Stored records:
• • • • •
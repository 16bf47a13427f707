//! Reel application binary - composition root.
//!
//! Wires the crates into a single executable:
//! 1. Load configuration from TOML
//! 2. Build the movie catalog (bundled sample or a JSON file)
//! 3. Construct the dialog manager
//! 4. Replay a demo conversation, printing each decision as JSON
//!
//! The binary speaks structured signals, not text: natural-language
//! understanding and generation live outside this system.

use std::path::PathBuf;
use std::sync::Arc;

use clap::Parser;

use reel_core::config::ReelConfig;
use reel_core::{Slot, UserSignal};
use reel_dialog::DialogManager;
use reel_domain::MovieCatalog;

#[derive(Parser, Debug)]
#[command(name = "reel", about = "Slot-filling movie dialog manager", version)]
struct Cli {
    /// Path to the TOML configuration file.
    #[arg(long)]
    config: Option<PathBuf>,

    /// Path to a JSON movie catalog; the bundled sample is used when
    /// omitted.
    #[arg(long)]
    catalog: Option<PathBuf>,
}

/// Resolve the config file path (REEL_CONFIG env, then ~/.reel/config.toml).
fn config_path(cli: &Cli) -> PathBuf {
    if let Some(path) = &cli.config {
        return path.clone();
    }
    if let Ok(p) = std::env::var("REEL_CONFIG") {
        return PathBuf::from(p);
    }
    if let Ok(home) = std::env::var("HOME") {
        return PathBuf::from(home).join(".reel").join("config.toml");
    }
    PathBuf::from("config.toml")
}

fn load_catalog(cli: &Cli) -> Result<MovieCatalog, Box<dyn std::error::Error>> {
    match &cli.catalog {
        Some(path) => {
            let json = std::fs::read_to_string(path)?;
            let catalog = MovieCatalog::from_json(&json)?;
            tracing::info!(path = %path.display(), movies = catalog.len(), "Catalog loaded");
            Ok(catalog)
        }
        None => {
            let catalog = MovieCatalog::sample();
            tracing::info!(movies = catalog.len(), "Bundled sample catalog in use");
            Ok(catalog)
        }
    }
}

/// A short scripted conversation exercising the main dialog paths.
fn demo_script() -> Vec<(&'static str, Vec<UserSignal>)> {
    vec![
        ("(user opens the app)", vec![]),
        (
            "an action movie with Bruce Willis from 1998",
            vec![
                UserSignal::inform(Slot::Genres, "action"),
                UserSignal::inform(Slot::Cast, "Bruce Willis"),
                UserSignal::inform(Slot::ReleaseYear, "1998"),
            ],
        ),
        (
            "the one about the asteroid",
            vec![UserSignal::inform(Slot::Id, "95")],
        ),
        (
            "what's it about?",
            vec![UserSignal::request(Slot::Overview)],
        ),
        (
            "something else please",
            vec![UserSignal::request_alternatives()],
        ),
        ("thanks!", vec![UserSignal::thanks()]),
        ("no, that's all", vec![UserSignal::deny()]),
    ]
}

fn main() -> Result<(), Box<dyn std::error::Error>> {
    let cli = Cli::parse();

    // Config first: its log level is the tracing fallback.
    let config_file = config_path(&cli);
    let config = ReelConfig::load_or_default(&config_file);

    tracing_subscriber::fmt()
        .with_env_filter(
            tracing_subscriber::EnvFilter::try_from_default_env().unwrap_or_else(|_| {
                tracing_subscriber::EnvFilter::new(&config.general.log_level)
            }),
        )
        .init();

    tracing::info!("Starting Reel v{}", env!("CARGO_PKG_VERSION"));
    tracing::info!(path = %config_file.display(), "Configuration loaded");

    // Catalog + dialog manager.
    let catalog = load_catalog(&cli)?;
    let manager = DialogManager::new(config, Arc::new(catalog));

    // Demo conversation.
    let session = manager.start_session()?;
    println!("session: {session}");
    for (utterance, signals) in demo_script() {
        let decision = manager.handle_turn(session, &signals)?;
        println!("user  > {utterance}");
        println!("system> {}", serde_json::to_string(&decision)?);
    }

    Ok(())
}
use thiserror::Error;
use uuid::Uuid;

/// Errors surfaced by the dialog layer.
#[derive(Debug, Error)]
#[non_exhaustive]
pub enum DialogError {
    #[error("session not found: {0}")]
    SessionNotFound(Uuid),

    #[error("session already ended: {0}")]
    SessionEnded(Uuid),

    #[error("internal error: {0}")]
    Internal(String),
}

impl From<reel_core::ReelError> for DialogError {
    fn from(err: reel_core::ReelError) -> Self {
        DialogError::Internal(err.to_string())
    }
}
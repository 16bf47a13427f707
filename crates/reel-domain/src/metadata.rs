//! Static slot metadata for the movie domain.

use reel_core::types::{Informs, Slot};

/// Slots the system may proactively ask the user to fill, in asking order.
pub const SYSTEM_REQUESTABLE: &[Slot] = &[Slot::Genres, Slot::Cast, Slot::ReleaseYear];

/// Slots the user may ask the system about.
pub const USER_REQUESTABLE: &[Slot] = &[
    Slot::Title,
    Slot::Overview,
    Slot::ReleaseYear,
    Slot::Genres,
    Slot::Cast,
    Slot::Rating,
];

/// Entity-record slots included in full-record decisions, in render order.
pub const RECORD_SLOTS: &[Slot] = &[
    Slot::Id,
    Slot::Title,
    Slot::Overview,
    Slot::ReleaseYear,
    Slot::Genres,
    Slot::Cast,
    Slot::Rating,
];

/// The first system-requestable slot the user has said nothing about.
///
/// A slot answered with `dontcare` counts as filled: it is stripped from the
/// constraint set but still present in the informs, so the system does not
/// ask about it again.
pub fn first_unfilled_system_slot(informs: &Informs) -> Option<Slot> {
    SYSTEM_REQUESTABLE
        .iter()
        .copied()
        .find(|slot| !informs.contains_key(slot))
}
//! Dialog management: belief tracking, phase derivation, and the
//! decision policy that drives a slot-filling movie conversation.
//!
//! A turn flows through three stages. The [`BeliefTracker`] folds the
//! user's signals into the session's [`BeliefState`], the policy derives
//! a [`DialogPhase`] from that state, and [`DialogPolicy`] picks the
//! single [`SystemDecision`](reel_core::SystemDecision) for the turn.
//! [`DialogManager`] owns the sessions and runs the pipeline.

pub mod belief;
pub mod error;
pub mod phase;
pub mod policy;
pub mod session;
pub mod tracker;

pub use belief::{BeliefState, DialogTurn};
pub use error::DialogError;
pub use phase::DialogPhase;
pub use policy::DialogPolicy;
pub use session::{DialogManager, DialogSession};
pub use tracker::BeliefTracker;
• • • • •
Your goal:
If a line in the records contains the string "into", include it in the count; report that count alone.

Completed exercise:
2